● **DATA**
------------------------
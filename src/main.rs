mod config;
mod engine;
mod error;
mod exchange;
mod indicator;
mod math;
mod model;
mod pattern;
mod pipeline;
mod single_flight;
mod storage;
mod sync;

use std::path::Path;
use std::sync::Arc;

use clap::{Parser, Subcommand};
use derive_more::{Display, Error};
use error_stack::{Report, ResultExt};
use tokio_util::sync::CancellationToken;
use tracing::{info, warn};
use tracing_subscriber::EnvFilter;

use config::AppConfig;
use engine::{CalcOutcome, IndicatorEngine};
use exchange::binance::BinanceKlines;
use pipeline::Pipeline;
use storage::sqlite::SqliteStorage;
use storage::{CandleStore, IndicatorStore};
use sync::{CandleSynchronizer, SyncOutcome};

#[derive(Debug, Display, Error)]
pub enum AppError {
    #[display("configuration error")]
    Config,
    #[display("storage error")]
    Storage,
    #[display("candle sync error")]
    Sync,
    #[display("indicator engine error")]
    Engine,
    #[display("pipeline run failed")]
    Pipeline,
    #[display("runtime error")]
    Runtime,
}

#[derive(Parser)]
#[command(
    name = "kline-pipeline",
    about = "Candle sync and incremental indicator pipeline"
)]
struct Cli {
    /// Path to the TOML configuration file
    #[arg(short, long, default_value = "config.toml")]
    config: String,

    #[command(subcommand)]
    command: Command,
}

#[derive(Subcommand)]
enum Command {
    /// Page through the full history from the listing epoch
    InitialLoad,
    /// Fetch the page following the newest stored candle
    Update,
    /// Compute indicators for candles newer than the last record
    Calculate,
    /// Continue indicator computation from the last record in batches
    Resume,
    /// Delete every indicator record and recompute from scratch
    Rebuild,
    /// Run the staged pipeline once
    Pipeline,
    /// Run the pipeline on a fixed schedule until Ctrl-C
    Serve,
    /// Print store counts and progress flags as JSON
    Status,
    /// Delete all indicator records, then all candles
    Purge,
}

struct App {
    candles: Arc<dyn CandleStore>,
    indicators: Arc<dyn IndicatorStore>,
    sync: Arc<CandleSynchronizer>,
    engine: Arc<IndicatorEngine>,
    cancel: CancellationToken,
}

#[tokio::main]
async fn main() {
    if let Err(report) = run().await {
        eprintln!("{report:?}");
        std::process::exit(1);
    }
}

async fn run() -> Result<(), Report<AppError>> {
    let cli = Cli::parse();
    let config = config::load(Path::new(&cli.config)).change_context(AppError::Config)?;

    init_tracing(&config);

    let app = build_app(&config).await?;

    match cli.command {
        Command::InitialLoad => {
            let outcome = app.sync.initial_load().await.change_context(AppError::Sync)?;
            print_sync(outcome);
        }
        Command::Update => {
            let outcome = app.sync.update_latest().await.change_context(AppError::Sync)?;
            print_sync(outcome);
        }
        Command::Calculate => {
            let outcome = app
                .engine
                .calculate_new_indicators()
                .await
                .change_context(AppError::Engine)?;
            print_calc(outcome);
        }
        Command::Resume => {
            let outcome = app
                .engine
                .resume_calculation()
                .await
                .change_context(AppError::Engine)?;
            print_calc(outcome);
        }
        Command::Rebuild => {
            let outcome = app
                .engine
                .recalculate_all()
                .await
                .change_context(AppError::Engine)?;
            print_calc(outcome);
        }
        Command::Pipeline => {
            let report = build_pipeline(&app).run().await;
            print!("{report}");
            if !report.success {
                return Err(Report::new(AppError::Pipeline)
                    .attach(report.failure.unwrap_or_default()));
            }
        }
        Command::Serve => serve(&app, &config).await?,
        Command::Status => status(&app).await?,
        Command::Purge => {
            let indicators = app
                .indicators
                .delete_all_indicators()
                .await
                .change_context(AppError::Storage)?;
            let candles = app
                .candles
                .delete_all_candles()
                .await
                .change_context(AppError::Storage)?;
            info!(indicators, candles, "stores purged");
            println!("deleted {indicators} indicator records and {candles} candles");
        }
    }

    Ok(())
}

fn init_tracing(config: &AppConfig) {
    let filter = EnvFilter::new(&config.general.log_level);
    match config.general.log_format.as_str() {
        "json" => {
            tracing_subscriber::fmt()
                .json()
                .with_env_filter(filter)
                .init();
        }
        _ => {
            tracing_subscriber::fmt().with_env_filter(filter).init();
        }
    }
}

async fn build_app(config: &AppConfig) -> Result<App, Report<AppError>> {
    let db_path = config.db_path();
    let storage = Arc::new(
        SqliteStorage::open(&db_path)
            .await
            .change_context(AppError::Storage)?,
    );
    let candles: Arc<dyn CandleStore> = storage.clone();
    let indicators: Arc<dyn IndicatorStore> = storage;

    let source = Arc::new(BinanceKlines::new(
        &config.market.base_url,
        &config.market.symbol,
        config.timeframe(),
        config.market.page_limit,
    ));
    let settings = config.sync_settings().change_context(AppError::Config)?;
    let cancel = CancellationToken::new();
    let sync = Arc::new(CandleSynchronizer::new(
        source,
        Arc::clone(&candles),
        settings,
        cancel.clone(),
    ));

    let engine = Arc::new(
        IndicatorEngine::new(
            Arc::clone(&candles),
            Arc::clone(&indicators),
            config.engine.batch_size,
        )
        .change_context(AppError::Config)?,
    );

    info!(
        db = %db_path.display(),
        symbol = %config.market.symbol,
        interval = %config.timeframe(),
        "pipeline components ready"
    );

    Ok(App {
        candles,
        indicators,
        sync,
        engine,
        cancel,
    })
}

fn build_pipeline(app: &App) -> Pipeline {
    Pipeline::new(
        Arc::clone(&app.sync),
        Arc::clone(&app.engine),
        Arc::clone(&app.candles),
        Arc::clone(&app.indicators),
    )
    .with_progress(|message| info!(message, "pipeline progress"))
}

async fn serve(app: &App, config: &AppConfig) -> Result<(), Report<AppError>> {
    let pipeline = build_pipeline(app);
    let cancel = app.cancel.clone();
    let shutdown = tokio::spawn({
        let cancel = cancel.clone();
        async move {
            if tokio::signal::ctrl_c().await.is_ok() {
                info!("ctrl+c received, shutting down");
            }
            cancel.cancel();
        }
    });

    let mut ticker = tokio::time::interval(config.schedule());
    ticker.set_missed_tick_behavior(tokio::time::MissedTickBehavior::Delay);
    info!(
        every_secs = config.pipeline.schedule_secs,
        "scheduled pipeline started"
    );

    loop {
        tokio::select! {
            _ = cancel.cancelled() => break,
            _ = ticker.tick() => {}
        }

        let report = pipeline.run().await;
        if report.success {
            info!(run_id = %report.run_id, "scheduled pipeline run succeeded");
        } else {
            warn!(
                run_id = %report.run_id,
                failure = report.failure.as_deref().unwrap_or_default(),
                "scheduled pipeline run failed"
            );
        }
    }

    shutdown.abort();
    info!("shutdown complete");
    Ok(())
}

async fn status(app: &App) -> Result<(), Report<AppError>> {
    let candle_count = app
        .candles
        .count_candles()
        .await
        .change_context(AppError::Storage)?;
    let first_candle = app
        .candles
        .min_candle_open_time()
        .await
        .change_context(AppError::Storage)?;
    let last_candle = app
        .candles
        .max_candle_open_time()
        .await
        .change_context(AppError::Storage)?;
    let indicator_count = app
        .indicators
        .count_indicators()
        .await
        .change_context(AppError::Storage)?;
    let last_indicator = app
        .indicators
        .max_indicator_open_time()
        .await
        .change_context(AppError::Storage)?;

    let status = serde_json::json!({
        "candles": {
            "count": candle_count,
            "first_open_time": first_candle,
            "last_open_time": last_candle,
        },
        "indicators": {
            "count": indicator_count,
            "last_open_time": last_indicator,
        },
        "in_progress": {
            "sync": app.sync.is_in_progress(),
            "indicators": app.engine.is_in_progress(),
        },
    });
    let text = serde_json::to_string_pretty(&status).change_context(AppError::Runtime)?;
    println!("{text}");
    Ok(())
}

fn print_sync(outcome: SyncOutcome) {
    match outcome {
        SyncOutcome::Completed(stats) => println!(
            "fetched {} candles over {} pages: {} saved, {} already stored, {} not closed yet",
            stats.fetched, stats.pages, stats.saved, stats.duplicates, stats.unclosed
        ),
        SyncOutcome::AlreadyRunning => println!("candle sync already in progress"),
    }
}

fn print_calc(outcome: CalcOutcome) {
    match outcome {
        CalcOutcome::Completed(stats) => println!(
            "processed {} candles: {} saved, {} skipped, {} failed",
            stats.processed, stats.saved, stats.skipped, stats.failed
        ),
        CalcOutcome::AlreadyRunning => println!("indicator calculation already in progress"),
        CalcOutcome::NoBaseline => {
            println!("no indicator records yet; run `resume` or `rebuild` first")
        }
    }
}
------------------------
● **TASK PROMPT**
Only a number is wanted here: how many lines of the data hold the string "skipped".

● **PROBLEM SOLUTION**
2